I don’t even feel my body move. I’m just flattened against the wall one second, and the next I'm between them, my people, my family, and these punked-out assholes in their ripped jeans and torn jackets, holding their guns like they learned how to shoot from a decades-old mafia flick.

I trust James has them covered – he’s already herding them forward at a crouching run, around the corner of the building, Milah’s scream echoing over the night, Liv and Em almost worrisomely silent – but it’s my job to keep them safe.

I'm their shield, even if it means using my own body.

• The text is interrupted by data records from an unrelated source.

//! Built-in Lua standard library signatures.
//!
//! Covers the base library and the `string`, `table`, `math`, `os`, `io`
//! and `coroutine` tables. Entries are written as Lua definition headers
//! and run through the regular extractor, so they carry the same owner and
//! parameter structure as signatures found in source files.

use std::sync::{Arc, OnceLock};

use crate::cross_file::signatures::{extract_signatures, FunctionSignature};

const BASE: &[&str] = &[
    "assert(v, message)",
    "collectgarbage(opt, arg)",
    "dofile(filename)",
    "error(message, level)",
    "getmetatable(object)",
    "ipairs(t)",
    "load(chunk, chunkname, mode, env)",
    "loadfile(filename, mode, env)",
    "next(table, index)",
    "pairs(t)",
    "pcall(f, ...)",
    "print(...)",
    "rawequal(v1, v2)",
    "rawget(table, index)",
    "rawlen(v)",
    "rawset(table, index, value)",
    "require(modname)",
    "select(index, ...)",
    "setmetatable(table, metatable)",
    "tonumber(e, base)",
    "tostring(v)",
    "type(v)",
    "xpcall(f, msgh, ...)",
];

const STRING: &[&str] = &[
    "byte(s, i, j)",
    "char(...)",
    "dump(func, strip)",
    "find(s, pattern, init, plain)",
    "format(formatstring, ...)",
    "gmatch(s, pattern)",
    "gsub(s, pattern, repl, n)",
    "len(s)",
    "lower(s)",
    "match(s, pattern, init)",
    "pack(fmt, v1, v2, ...)",
    "packsize(fmt)",
    "rep(s, n, sep)",
    "reverse(s)",
    "sub(s, i, j)",
    "unpack(fmt, s, pos)",
    "upper(s)",
];

const TABLE: &[&str] = &[
    "concat(list, sep, i, j)",
    "insert(list, pos, value)",
    "move(a1, f, e, t, a2)",
    "pack(...)",
    "remove(list, pos)",
    "sort(list, comp)",
    "unpack(list, i, j)",
];

const MATH: &[&str] = &[
    "abs(x)",
    "acos(x)",
    "asin(x)",
    "atan(y, x)",
    "ceil(x)",
    "cos(x)",
    "deg(x)",
    "exp(x)",
    "floor(x)",
    "fmod(x, y)",
    "log(x, base)",
    "max(x, ...)",
    "min(x, ...)",
    "modf(x)",
    "rad(x)",
    "random(m, n)",
    "randomseed(x)",
    "sin(x)",
    "sqrt(x)",
    "tan(x)",
    "tointeger(x)",
    "type(x)",
    "ult(m, n)",
];

const OS: &[&str] = &[
    "clock()",
    "date(format, time)",
    "difftime(t2, t1)",
    "execute(command)",
    "exit(code, close)",
    "getenv(varname)",
    "remove(filename)",
    "rename(oldname, newname)",
    "setlocale(locale, category)",
    "time(table)",
    "tmpname()",
];

const IO: &[&str] = &[
    "close(file)",
    "flush()",
    "input(file)",
    "lines(filename, ...)",
    "open(filename, mode)",
    "output(file)",
    "popen(prog, mode)",
    "read(...)",
    "tmpfile()",
    "type(obj)",
    "write(...)",
];

const COROUTINE: &[&str] = &[
    "create(f)",
    "isyieldable()",
    "resume(co, ...)",
    "running()",
    "status(co)",
    "wrap(f)",
    "yield(...)",
];

/// Library tables and their members, in the order they are offered.
const LIBRARIES: &[(Option<&str>, &[&str])] = &[
    (None, BASE),
    (Some("string"), STRING),
    (Some("table"), TABLE),
    (Some("math"), MATH),
    (Some("os"), OS),
    (Some("io"), IO),
    (Some("coroutine"), COROUTINE),
];

/// Names of the standard library tables.
pub fn library_names() -> impl Iterator<Item = &'static str> {
    LIBRARIES.iter().filter_map(|(owner, _)| *owner)
}

/// The built-in signature table, built once.
pub fn builtin_signatures() -> Arc<[FunctionSignature]> {
    static TABLE: OnceLock<Arc<[FunctionSignature]>> = OnceLock::new();
    TABLE
        .get_or_init(|| {
            let mut source = String::new();
            for (owner, entries) in LIBRARIES {
                for entry in *entries {
                    source.push_str("function ");
                    if let Some(owner) = owner {
                        source.push_str(owner);
                        source.push('.');
                    }
                    source.push_str(entry);
                    source.push('\n');
                }
            }
            extract_signatures(&source)
                .into_iter()
                .map(|mut sig| {
                    sig.line = 0;
                    sig
                })
                .collect()
        })
        .clone()
}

And as I step out into the open, all emotion leaves that body. There’s only the slow-time tracking of my arm as I pull my Beretta from its holster and aim. Only the knowledge that it doesn’t matter if I’m hurt, if I bleed, if I die, so long as I fulfill my mission to protect them.

This is who I am, under the skin.

This is why Crystal drifted away long before death ever took her.

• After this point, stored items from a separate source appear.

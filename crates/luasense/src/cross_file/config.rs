//
// cross_file/config.rs
//
// Configuration for Lua analysis and the language server
//

use std::path::PathBuf;
use tower_lsp::lsp_types::DiagnosticSeverity;

use super::file_cache::DEFAULT_CONTENT_CACHE_CAPACITY;

/// Analysis configuration
#[derive(Debug, Clone, PartialEq)]
pub struct LuaSenseConfig {
    /// Extension appended to module names when resolving `require`
    pub source_extension: String,
    /// Character standing for the module name in `package.path` patterns
    pub path_placeholder: char,
    /// Whether completions are offered on idle (non-explicit) triggers
    pub idle_completion: bool,
    /// Directory holding the `words`, `members` and `calls` files
    pub documentation_dir: Option<PathBuf>,
    /// Spaces per indentation level
    pub indent_size: usize,
    /// Number of open-buffer parses kept in memory
    pub content_cache_capacity: usize,
    /// Whether the built-in standard library signatures are offered
    pub builtins_enabled: bool,
    /// Whether unresolved `require` diagnostics are published
    pub diagnostics_enabled: bool,
    /// Severity for unresolved `require` diagnostics
    pub unresolved_require_severity: DiagnosticSeverity,
}

impl Default for LuaSenseConfig {
    fn default() -> Self {
        Self {
            source_extension: "lua".to_string(),
            path_placeholder: '?',
            idle_completion: false,
            documentation_dir: default_documentation_dir(),
            indent_size: 4,
            content_cache_capacity: DEFAULT_CONTENT_CACHE_CAPACITY,
            builtins_enabled: true,
            diagnostics_enabled: true,
            unresolved_require_severity: DiagnosticSeverity::WARNING,
        }
    }
}

/// `$XDG_DATA_HOME/luasense/documentation/completion`
#[cfg(unix)]
pub fn default_documentation_dir() -> Option<PathBuf> {
    let dirs = xdg::BaseDirectories::with_prefix("luasense").ok()?;
    Some(dirs.get_data_home().join("documentation").join("completion"))
}

#[cfg(not(unix))]
pub fn default_documentation_dir() -> Option<PathBuf> {
    let base = std::env::var_os("APPDATA")?;
    Some(
        PathBuf::from(base)
            .join("luasense")
            .join("documentation")
            .join("completion"),
    )
}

Because she couldn’t look into the eyes of a man who didn’t fear death, and not fear him instead.

A pound of pressure on the trigger. The slightest squeeze of my finger. The recoil in my hand, sharp slow motion, the burst of smoke and spark of fire and the bullet flying out.

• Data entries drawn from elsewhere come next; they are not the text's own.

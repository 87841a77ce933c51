//! End-to-end tests of the indexer together with the completion and
//! signature-hint engines, over workspaces written to a temporary directory.

use anyhow::Result;
use std::path::{Path, PathBuf};
use tempfile::TempDir;

use ropey::Rope;

use super::indexer::{IndexSettings, SymbolIndexer};
use crate::completion::{complete, CompletionRequest, CompletionSources, TriggerReason};
use crate::documentation::{CallTable, MemberTable};
use crate::signature_hint::signature_hint;

/// Temporary directory of Lua files, removed on drop.
pub struct TestWorkspace {
    _temp_dir: TempDir,
    root: PathBuf,
}

impl TestWorkspace {
    pub fn new() -> Result<Self> {
        let temp_dir = tempfile::tempdir()?;
        let root = temp_dir.path().to_path_buf();
        log::trace!("Created test workspace at: {}", root.display());
        Ok(Self {
            _temp_dir: temp_dir,
            root,
        })
    }

    /// Write `content` to `path` (relative to the root), creating parent
    /// directories.
    pub fn add_file(&self, path: &str, content: &str) -> Result<PathBuf> {
        let full = self.root.join(path);
        if let Some(parent) = full.parent() {
            std::fs::create_dir_all(parent)?;
        }
        std::fs::write(&full, content)?;
        Ok(full)
    }

    pub fn path(&self, path: &str) -> PathBuf {
        self.root.join(path)
    }

    pub fn root(&self) -> &Path {
        &self.root
    }
}

fn indexer() -> SymbolIndexer {
    SymbolIndexer::new(IndexSettings {
        include_builtins: false,
        ..IndexSettings::default()
    })
}

/// Completion texts for `text` with the cursor at its end, as if `text`
/// were the unsaved content of `path`.
fn complete_at_end(indexer: &SymbolIndexer, path: &Path, text: &str) -> Vec<String> {
    let rope = Rope::from_str(text);
    let document = indexer.document_signatures(text);
    let visible = indexer.signatures_visible_from_buffer(path, text);
    let members = MemberTable::default();
    let calls = CallTable::default();
    let sources = CompletionSources {
        document: &document,
        visible: &visible,
        words: &[],
        members: &members,
        calls: &calls,
    };
    let request = CompletionRequest {
        doc: &rope,
        cursor: rope.len_chars(),
        reason: TriggerReason::Explicit,
        idle_completion: false,
    };
    complete(&request, &sources)
        .map(|list| list.candidates.into_iter().map(|c| c.text).collect())
        .unwrap_or_default()
}

#[test]
fn test_method_completion_from_required_module() -> Result<()> {
    let ws = TestWorkspace::new()?;
    ws.add_file(
        "player.lua",
        "local Player = {}\nfunction Player:jump(height) end\nfunction Player:run() end\nreturn Player\n",
    )?;
    let main = ws.path("main.lua");
    let text = "local Player = require('player')\nPlayer:";

    let names = complete_at_end(&indexer(), &main, text);
    assert_eq!(names, vec!["jump", "run"]);
    Ok(())
}

#[test]
fn test_package_path_pattern_resolves_subdirectory() -> Result<()> {
    let ws = TestWorkspace::new()?;
    let json = ws.add_file("vendor/json.lua", "local json = {}\nfunction json.encode(value) end\nreturn json\n")?;
    let main = ws.add_file(
        "main.lua",
        "package.path = \"vendor/?.lua;\" .. package.path\nlocal json = require(\"json\")\n",
    )?;

    let indexer = indexer();
    let scan = indexer.extract_dependencies(&main);
    assert_eq!(scan.paths(), vec![json]);

    let names: Vec<String> = indexer
        .signatures_visible_from(&main)
        .iter()
        .map(|s| s.qualified_name())
        .collect();
    assert_eq!(names, vec!["json.encode"]);
    Ok(())
}

#[test]
fn test_dotted_module_name_uses_directories() -> Result<()> {
    let ws = TestWorkspace::new()?;
    let http = ws.add_file("net/http.lua", "function get(url) end\n")?;
    let main = ws.add_file("main.lua", "local http = require('net.http')\n")?;

    assert_eq!(indexer().extract_dependencies(&main).paths(), vec![http]);
    Ok(())
}

#[test]
fn test_module_found_in_ancestor_directory() -> Result<()> {
    let ws = TestWorkspace::new()?;
    let shared = ws.add_file("shared.lua", "function common() end\n")?;
    let nested = ws.add_file("src/game/level.lua", "require('shared')\n")?;

    assert_eq!(indexer().extract_dependencies(&nested).paths(), vec![shared]);
    Ok(())
}

#[test]
fn test_signature_hint_from_transitive_dependency() -> Result<()> {
    let ws = TestWorkspace::new()?;
    ws.add_file("a.lua", "require('b')\n")?;
    ws.add_file("b.lua", "function spawn(kind, x, y) end\n")?;
    let main = ws.path("main.lua");
    let text = "require('a')\nspawn('orc', ";

    let indexer = indexer();
    let rope = Rope::from_str(text);
    let visible = indexer.signatures_visible_from_buffer(&main, text);
    let hint = signature_hint(&rope, rope.len_chars(), &visible, &CallTable::default())
        .expect("hint for spawn");
    assert_eq!(hint.signatures[0].label(), "spawn(kind, x, y)");
    assert_eq!(hint.active_argument, Some(1));
    Ok(())
}

#[test]
fn test_invalidate_picks_up_new_definitions() -> Result<()> {
    let ws = TestWorkspace::new()?;
    let util = ws.add_file("util.lua", "function first() end\n")?;
    let main = ws.add_file("main.lua", "require('util')\n")?;

    let indexer = indexer();
    assert_eq!(indexer.signatures_visible_from(&main).len(), 1);

    std::fs::write(&util, "function first() end\nfunction second() end\n")?;
    indexer.invalidate(&util);
    let names: Vec<String> = indexer
        .signatures_visible_from(&main)
        .iter()
        .map(|s| s.name.clone())
        .collect();
    assert_eq!(names, vec!["first", "second"]);
    Ok(())
}

#[test]
fn test_unsaved_buffer_requires_resolve_against_disk() -> Result<()> {
    let ws = TestWorkspace::new()?;
    ws.add_file("config.lua", "local C = {}\nfunction C.load(path) end\nreturn C\n")?;
    let main = ws.path("main.lua");

    let indexer = indexer();
    let scan = indexer.buffer_dependencies(&main, "local C = require('config')\nrequire('absent')\n");
    assert_eq!(scan.resolved.len(), 1);
    assert_eq!(scan.unresolved.len(), 1);
    assert_eq!(scan.unresolved[0].name, "absent");
    assert_eq!(scan.unresolved[0].line, 1);
    assert!(ws.root().join("config.lua").is_file());
    Ok(())
}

Time crawls, stops...then races forward as the bullet strikes one of the three men in the shoulder and he drops with a scream, his shot going wide and far afield. Even as the other two swing guns on me, I’m aiming again. Victory in a firefight requires calm. Detachment.

The pure and focused intent to make sure every hit is a kill shot.

You don't win shootouts acting like some crazed asshole spraying bullets everywhere and hoping.

A bullet zips past my shoulder, close enough where I feel the force of it through my jacket. I sidestep, ever a moving target, and once more sight down the barrel, taking aim.

Calculating. Processing. Focused.

One cold, methodical decision after another in a chain of events that ends in my finger tightening on the trigger once, twice, recoil and bodies dropping and blood that looks black as it sprays against the darkness of the night.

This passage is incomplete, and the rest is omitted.